• **EXERCISE DESCRIPTION**
Copy every record below, exactly as written.
(Beginning of EXERCISE INPUTS)
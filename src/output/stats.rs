//! Statistics from the book store
//!
//! Totals, per-keyword counts, and the most recent run.

use crate::storage::{BookStore, RunRecord, StorageResult};
use std::fmt::Write;

/// Store statistics summary
#[derive(Debug, Clone)]
pub struct StoreStatistics {
    /// Total number of stored books
    pub total_books: u64,

    /// Stored books per search keyword, largest first
    pub keyword_counts: Vec<(String, u64)>,

    /// The most recent run, if any
    pub latest_run: Option<RunRecord>,
}

/// Loads statistics from a store
///
/// # Arguments
///
/// * `store` - The book store to query
///
/// # Returns
///
/// * `Ok(StoreStatistics)` - Successfully loaded statistics
/// * `Err(StorageError)` - Failed to query the store
pub fn load_statistics(store: &dyn BookStore) -> StorageResult<StoreStatistics> {
    Ok(StoreStatistics {
        total_books: store.count_books()?,
        keyword_counts: store.keyword_counts()?,
        latest_run: store.latest_run()?,
    })
}

pub fn format_statistics(stats: &StoreStatistics) -> String {
    let mut out = String::new();

    let _ = writeln!(out, "=== Store Statistics ===\n");
    let _ = writeln!(out, "Total books: {}", stats.total_books);

    if !stats.keyword_counts.is_empty() {
        let _ = writeln!(out, "\nBooks by keyword:");
        for (keyword, count) in &stats.keyword_counts {
            let percentage = if stats.total_books > 0 {
                (*count as f64 / stats.total_books as f64) * 100.0
            } else {
                0.0
            };
            let _ = writeln!(out, "  {}: {} ({:.1}%)", keyword, count, percentage);
        }
    }

    if let Some(run) = &stats.latest_run {
        let _ = writeln!(out, "\nLatest run (#{}):", run.id);
        let _ = writeln!(out, "  Keyword: {} (target {})", run.keyword, run.target);
        let _ = writeln!(out, "  Status: {}", run.status.to_db_string());
        if let Some(reason) = &run.stop_reason {
            let _ = writeln!(out, "  Stop reason: {}", reason);
        }
        let _ = writeln!(out, "  Started: {}", run.started_at);
        if let Some(finished) = &run.finished_at {
            let _ = writeln!(out, "  Finished: {}", finished);
        }
        let _ = writeln!(
            out,
            "  Crawled {}, new {}, duplicates {}, skipped {}, failed {}",
            run.total_crawled,
            run.total_saved,
            run.total_duplicates,
            run.total_skipped,
            run.total_failed
        );
    }

    out
}

/// Prints statistics to stdout
pub fn print_statistics(stats: &StoreStatistics) {
    print!("{}", format_statistics(stats));
}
(End of EXERCISE INPUTS)
• **RESPONSE AREA**
filename src/output/stats.rs
//! Statistics from the book store
//!
//! Totals, per-keyword counts, and the most recent run.

use crate::storage::{BookStore, RunRecord, StorageResult};
use std::fmt::Write;

/// Store statistics summary
#[derive(Debug, Clone)]
pub struct StoreStatistics {
    /// Total number of stored books
    pub total_books: u64,

    /// Stored books per search keyword, largest first
    pub keyword_counts: Vec<(String, u64)>,

    /// The most recent run, if any
    pub latest_run: Option<RunRecord>,
}

/// Loads statistics from a store
///
/// # Arguments
///
/// * `store` - The book store to query
///
/// # Returns
///
/// * `Ok(StoreStatistics)` - Successfully loaded statistics
/// * `Err(StorageError)` - Failed to query the store
pub fn load_statistics(store: &dyn BookStore) -> StorageResult<StoreStatistics> {
    Ok(StoreStatistics {
        total_books: store.count_books()?,
        keyword_counts: store.keyword_counts()?,
        latest_run: store.latest_run()?,
    })
}

pub fn format_statistics(stats: &StoreStatistics) -> String {
    let mut out = String::new();

    let _ = writeln!(out, "=== Store Statistics ===\n");
    let _ = writeln!(out, "Total books: {}", stats.total_books);

    if !stats.keyword_counts.is_empty() {
        let _ = writeln!(out, "\nBooks by keyword:");
        for (keyword, count) in &stats.keyword_counts {
            let percentage = if stats.total_books > 0 {
                (*count as f64 / stats.total_books as f64) * 100.0
            } else {
                0.0
            };
            let _ = writeln!(out, "  {}: {} ({:.1}%)", keyword, count, percentage);
        }
    }

    if let Some(run) = &stats.latest_run {
        let _ = writeln!(out, "\nLatest run (#{}):", run.id);
        let _ = writeln!(out, "  Keyword: {} (target {})", run.keyword, run.target);
        let _ = writeln!(out, "  Status: {}", run.status.to_db_string());
        if let Some(reason) = &run.stop_reason {
            let _ = writeln!(out, "  Stop reason: {}", reason);
        }
        let _ = writeln!(out, "  Started: {}", run.started_at);
        if let Some(finished) = &run.finished_at {
            let _ = writeln!(out, "  Finished: {}", finished);
        }
        let _ = writeln!(
            out,
            "  Crawled {}, new {}, duplicates {}, skipped {}, failed {}",
            run.total_crawled,
            run.total_saved,
            run.total_duplicates,
            run.total_skipped,
            run.total_failed
        );
    }

    out
}

/// Prints statistics to stdout
pub fn print_statistics(stats: &StoreStatistics) {
    print!("{}", format_statistics(stats));
}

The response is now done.